[Prompt] For each line below that contains the word "CreateMultipartUploadInput", return that line.

(Dataset records begins)

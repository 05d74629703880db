//! Subcommand execution

use crate::cli::required;
use anyhow::{bail, Context, Result};
use clap::ArgMatches;
use parcel_client::{
    AbortMultipartUploadInput, CancellationToken, Client, CompleteMultipartUploadInput,
    CreateMultipartUploadInput, DataTransferStatus, DataTransferType, ListMultipartUploadsInput,
    ListPartsInput, PartBody, UploadPartFromFileInput, UploadPartInput, UploadSession,
    UploadedPart,
};
use serde::Serialize;
use serde_json::json;
use std::path::{Path, PathBuf};
use std::sync::Arc;
use tracing::{debug, info};

pub async fn run(
    client: &Client,
    name: &str,
    matches: &ArgMatches,
    cancel: CancellationToken,
) -> Result<()> {
    match name {
        "create" => create(client, matches, cancel).await,
        "upload-part" => upload_part(client, matches, cancel).await,
        "complete" => complete(client, matches, cancel).await,
        "abort" => abort(client, matches, cancel).await,
        "list-parts" => list_parts(client, matches, cancel).await,
        "list-uploads" => list_uploads(client, matches, cancel).await,
        other => bail!("unknown command '{}'", other),
    }
}

fn print_json<T: Serialize>(value: &T) -> Result<()> {
    println!("{}", serde_json::to_string_pretty(value)?);
    Ok(())
}

fn session_from(matches: &ArgMatches) -> Result<UploadSession> {
    Ok(UploadSession::resume(
        required(matches, "bucket")?,
        required(matches, "key")?,
        required(matches, "upload-id")?,
    ))
}

fn log_progress(status: &DataTransferStatus) {
    match status.transfer_type {
        DataTransferType::Started => debug!("Sending {} bytes", status.total_bytes),
        DataTransferType::Rw => {}
        DataTransferType::Succeed => debug!("Sent {} bytes", status.consumed_bytes),
        DataTransferType::Failed => debug!(
            "Attempt stopped after {} of {} bytes",
            status.consumed_bytes, status.total_bytes
        ),
    }
}

/// Parts for a completion manifest, read from a JSON array
///
/// Each element needs `part_number` and `etag`; the output of
/// `upload-part` qualifies as is.
pub fn read_parts(path: &Path) -> Result<Vec<UploadedPart>> {
    let json = std::fs::read_to_string(path)
        .with_context(|| format!("reading parts from {}", path.display()))?;
    let parts: Vec<UploadedPart> = serde_json::from_str(&json)
        .with_context(|| format!("parsing parts in {}", path.display()))?;
    Ok(parts)
}

async fn create(client: &Client, matches: &ArgMatches, cancel: CancellationToken) -> Result<()> {
    let input = CreateMultipartUploadInput::new(
        required(matches, "bucket")?,
        required(matches, "key")?,
    )
    .with_cancellation(cancel);
    let output = client.create_multipart_upload(input).await?;

    print_json(&json!({
        "bucket": output.session.bucket(),
        "key": output.session.key(),
        "upload_id": output.upload_id(),
        "encoding_type": output.encoding_type,
        "request_info": output.request_info,
    }))
}

async fn upload_part(
    client: &Client,
    matches: &ArgMatches,
    cancel: CancellationToken,
) -> Result<()> {
    let session = session_from(matches)?;
    let part_number = *matches
        .get_one::<u32>("part-number")
        .context("missing --part-number")?;
    let size = matches.get_one::<u64>("size").copied();

    let output = if matches.get_flag("stdin") {
        let length = size.context("--stdin needs --size")?;
        let mut stdin = tokio::io::stdin();
        let input = UploadPartInput::new(&session, part_number, PartBody::stream(&mut stdin))
            .with_content_length(length)
            .with_listener(Arc::new(log_progress))
            .with_cancellation(cancel);
        client.upload_part(input).await?
    } else {
        let path = matches
            .get_one::<PathBuf>("file")
            .context("missing --file")?;
        let offset = matches.get_one::<u64>("offset").copied().unwrap_or(0);
        let mut input = UploadPartFromFileInput::new(session.clone(), part_number, path)
            .with_listener(Arc::new(log_progress))
            .with_cancellation(cancel);
        input.offset = offset;
        input.part_size = size;
        client.upload_part_from_file(input).await?
    };

    info!("Uploaded part {} of {}", output.part_number, session.upload_id());
    print_json(&output)
}

async fn complete(client: &Client, matches: &ArgMatches, cancel: CancellationToken) -> Result<()> {
    let session = session_from(matches)?;
    let input = if matches.get_flag("all") {
        CompleteMultipartUploadInput::all(&session)
    } else {
        let path = matches
            .get_one::<PathBuf>("parts")
            .context("missing --parts")?;
        CompleteMultipartUploadInput::new(&session, read_parts(path)?)
    };

    let output = client
        .complete_multipart_upload(input.with_cancellation(cancel))
        .await?;
    print_json(&output)
}

async fn abort(client: &Client, matches: &ArgMatches, cancel: CancellationToken) -> Result<()> {
    let session = session_from(matches)?;
    let output = client
        .abort_multipart_upload(AbortMultipartUploadInput::new(&session).with_cancellation(cancel))
        .await?;
    print_json(&output)
}

async fn list_parts(
    client: &Client,
    matches: &ArgMatches,
    cancel: CancellationToken,
) -> Result<()> {
    let session = session_from(matches)?;

    if matches.get_flag("all") {
        let parts = client.list_all_parts(&session, Some(cancel)).await?;
        return print_json(&parts);
    }

    let mut input = ListPartsInput::new(&session).with_cancellation(cancel);
    input.max_parts = matches.get_one::<u32>("max-parts").copied();
    input.part_number_marker = matches.get_one::<u32>("marker").copied();
    let output = client.list_parts(input).await?;
    print_json(&output)
}

async fn list_uploads(
    client: &Client,
    matches: &ArgMatches,
    cancel: CancellationToken,
) -> Result<()> {
    let mut input =
        ListMultipartUploadsInput::new(required(matches, "bucket")?).with_cancellation(cancel);
    input.prefix = matches.get_one::<String>("prefix").cloned();
    input.delimiter = matches.get_one::<String>("delimiter").cloned();
    input.max_uploads = matches.get_one::<u32>("max-uploads").copied();

    if matches.get_flag("all") {
        use futures::TryStreamExt;

        let uploads: Vec<_> = client.multipart_uploads_stream(input).try_collect().await?;
        return print_json(&uploads);
    }

    let output = client.list_multipart_uploads(input).await?;
    print_json(&output)
}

(Dataset records ends)

[Solved problem]
    CreateMultipartUploadInput, DataTransferStatus, DataTransferType, ListMultipartUploadsInput,
    let input = CreateMultipartUploadInput::new(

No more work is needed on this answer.